## [Aim of the task]
Every line from the first one in the listing down to the line with "pub fn new(store: Arc<dyn" should be restated word for word.

## [The records]
──────────────────────────────
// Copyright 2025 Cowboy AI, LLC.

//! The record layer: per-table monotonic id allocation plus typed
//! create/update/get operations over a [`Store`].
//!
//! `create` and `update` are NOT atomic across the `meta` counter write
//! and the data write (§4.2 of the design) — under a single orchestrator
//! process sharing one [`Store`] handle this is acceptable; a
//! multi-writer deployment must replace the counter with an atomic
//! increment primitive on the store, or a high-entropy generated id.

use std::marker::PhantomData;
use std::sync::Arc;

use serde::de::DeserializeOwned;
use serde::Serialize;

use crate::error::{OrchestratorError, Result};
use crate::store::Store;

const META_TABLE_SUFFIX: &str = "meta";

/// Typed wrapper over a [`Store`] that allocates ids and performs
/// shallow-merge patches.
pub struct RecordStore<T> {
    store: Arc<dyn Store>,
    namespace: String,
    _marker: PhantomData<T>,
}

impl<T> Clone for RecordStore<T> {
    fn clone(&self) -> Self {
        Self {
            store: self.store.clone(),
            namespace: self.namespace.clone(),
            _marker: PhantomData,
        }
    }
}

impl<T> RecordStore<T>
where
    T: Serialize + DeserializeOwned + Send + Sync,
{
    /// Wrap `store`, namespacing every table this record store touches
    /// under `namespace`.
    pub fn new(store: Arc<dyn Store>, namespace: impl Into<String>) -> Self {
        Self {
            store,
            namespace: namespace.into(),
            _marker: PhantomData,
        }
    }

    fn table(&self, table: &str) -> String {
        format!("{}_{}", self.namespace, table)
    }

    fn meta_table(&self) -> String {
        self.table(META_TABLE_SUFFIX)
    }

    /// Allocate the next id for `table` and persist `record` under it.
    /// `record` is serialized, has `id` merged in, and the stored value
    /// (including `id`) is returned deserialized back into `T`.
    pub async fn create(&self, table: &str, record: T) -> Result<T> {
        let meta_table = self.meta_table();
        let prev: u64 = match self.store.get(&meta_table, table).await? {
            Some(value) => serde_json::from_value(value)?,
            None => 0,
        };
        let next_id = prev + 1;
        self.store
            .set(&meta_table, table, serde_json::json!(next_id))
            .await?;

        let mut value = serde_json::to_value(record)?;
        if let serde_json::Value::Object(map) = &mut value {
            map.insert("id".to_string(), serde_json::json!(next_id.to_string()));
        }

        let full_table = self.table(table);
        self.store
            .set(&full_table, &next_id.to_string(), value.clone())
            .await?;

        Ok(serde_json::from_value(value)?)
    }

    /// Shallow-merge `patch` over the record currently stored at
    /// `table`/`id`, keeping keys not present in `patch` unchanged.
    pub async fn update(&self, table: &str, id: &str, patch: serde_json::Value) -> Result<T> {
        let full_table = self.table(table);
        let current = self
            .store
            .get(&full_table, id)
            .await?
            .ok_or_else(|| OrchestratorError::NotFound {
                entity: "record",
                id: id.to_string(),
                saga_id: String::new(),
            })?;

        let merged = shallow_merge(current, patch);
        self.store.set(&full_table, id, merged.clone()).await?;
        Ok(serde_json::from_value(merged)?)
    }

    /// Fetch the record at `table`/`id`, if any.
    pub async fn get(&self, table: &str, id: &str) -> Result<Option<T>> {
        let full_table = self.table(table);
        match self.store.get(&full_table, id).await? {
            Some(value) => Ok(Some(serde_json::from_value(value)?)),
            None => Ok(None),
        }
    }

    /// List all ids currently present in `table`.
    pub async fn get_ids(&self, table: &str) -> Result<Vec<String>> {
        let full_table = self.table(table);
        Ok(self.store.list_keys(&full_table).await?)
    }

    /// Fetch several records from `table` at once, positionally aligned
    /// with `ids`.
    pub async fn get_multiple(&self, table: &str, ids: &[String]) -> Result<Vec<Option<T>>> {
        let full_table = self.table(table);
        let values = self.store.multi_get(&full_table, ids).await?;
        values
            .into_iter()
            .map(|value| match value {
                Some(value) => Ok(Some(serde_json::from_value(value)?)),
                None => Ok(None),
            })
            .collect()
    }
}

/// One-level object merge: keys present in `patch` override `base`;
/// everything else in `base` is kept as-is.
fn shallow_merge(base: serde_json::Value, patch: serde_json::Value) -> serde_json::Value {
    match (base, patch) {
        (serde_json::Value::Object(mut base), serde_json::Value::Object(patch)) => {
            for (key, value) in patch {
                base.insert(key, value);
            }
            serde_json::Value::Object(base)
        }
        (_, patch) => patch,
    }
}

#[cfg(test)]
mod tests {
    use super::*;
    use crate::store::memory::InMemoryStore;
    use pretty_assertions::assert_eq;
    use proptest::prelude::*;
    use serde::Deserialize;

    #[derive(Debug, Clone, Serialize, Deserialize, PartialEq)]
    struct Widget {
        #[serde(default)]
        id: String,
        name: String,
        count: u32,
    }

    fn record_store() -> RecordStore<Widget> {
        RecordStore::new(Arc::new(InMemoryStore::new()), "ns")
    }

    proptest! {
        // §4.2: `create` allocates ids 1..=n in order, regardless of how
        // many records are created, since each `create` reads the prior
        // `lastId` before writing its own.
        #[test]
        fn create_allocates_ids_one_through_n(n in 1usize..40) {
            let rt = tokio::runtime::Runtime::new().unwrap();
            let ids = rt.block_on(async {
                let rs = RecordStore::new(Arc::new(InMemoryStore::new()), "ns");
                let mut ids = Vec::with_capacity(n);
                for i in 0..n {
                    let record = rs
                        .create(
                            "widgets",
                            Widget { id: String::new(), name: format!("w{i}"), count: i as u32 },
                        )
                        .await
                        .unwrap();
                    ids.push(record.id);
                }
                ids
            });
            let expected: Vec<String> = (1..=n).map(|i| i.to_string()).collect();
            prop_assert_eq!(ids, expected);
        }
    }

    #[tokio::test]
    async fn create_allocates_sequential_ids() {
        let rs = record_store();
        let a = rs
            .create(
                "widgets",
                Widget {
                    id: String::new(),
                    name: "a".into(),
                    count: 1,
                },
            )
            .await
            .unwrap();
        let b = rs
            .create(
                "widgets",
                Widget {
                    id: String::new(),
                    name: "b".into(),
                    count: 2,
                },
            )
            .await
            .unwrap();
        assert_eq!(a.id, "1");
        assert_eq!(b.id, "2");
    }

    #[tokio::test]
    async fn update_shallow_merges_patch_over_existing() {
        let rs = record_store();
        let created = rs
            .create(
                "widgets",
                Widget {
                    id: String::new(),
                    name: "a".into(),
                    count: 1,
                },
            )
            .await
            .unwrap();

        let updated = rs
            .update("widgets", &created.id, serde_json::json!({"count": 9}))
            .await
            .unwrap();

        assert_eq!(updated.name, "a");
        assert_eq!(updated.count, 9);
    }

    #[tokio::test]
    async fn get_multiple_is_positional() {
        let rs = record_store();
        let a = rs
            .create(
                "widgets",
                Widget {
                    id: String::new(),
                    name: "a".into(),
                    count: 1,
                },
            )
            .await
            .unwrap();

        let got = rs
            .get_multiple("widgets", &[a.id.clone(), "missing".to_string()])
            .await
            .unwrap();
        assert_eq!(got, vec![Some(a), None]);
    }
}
──────────────────────────────
## [Exercise answer]
// Copyright 2025 Cowboy AI, LLC.

//! The record layer: per-table monotonic id allocation plus typed
//! create/update/get operations over a [`Store`].
//!
//! `create` and `update` are NOT atomic across the `meta` counter write
//! and the data write (§4.2 of the design) — under a single orchestrator
//! process sharing one [`Store`] handle this is acceptable; a
//! multi-writer deployment must replace the counter with an atomic
//! increment primitive on the store, or a high-entropy generated id.

use std::marker::PhantomData;
use std::sync::Arc;

use serde::de::DeserializeOwned;
use serde::Serialize;

use crate::error::{OrchestratorError, Result};
use crate::store::Store;

const META_TABLE_SUFFIX: &str = "meta";

/// Typed wrapper over a [`Store`] that allocates ids and performs
/// shallow-merge patches.
pub struct RecordStore<T> {
    store: Arc<dyn Store>,
    namespace: String,
    _marker: PhantomData<T>,
}

impl<T> Clone for RecordStore<T> {
    fn clone(&self) -> Self {
        Self {
            store: self.store.clone(),
            namespace: self.namespace.clone(),
            _marker: PhantomData,
        }
    }
}

impl<T> RecordStore<T>
where
    T: Serialize + DeserializeOwned + Send + Sync,
{
    /// Wrap `store`, namespacing every table this record store touches
    /// under `namespace`.
    pub fn new(store: Arc<dyn Store>, namespace: impl Into<String>) -> Self {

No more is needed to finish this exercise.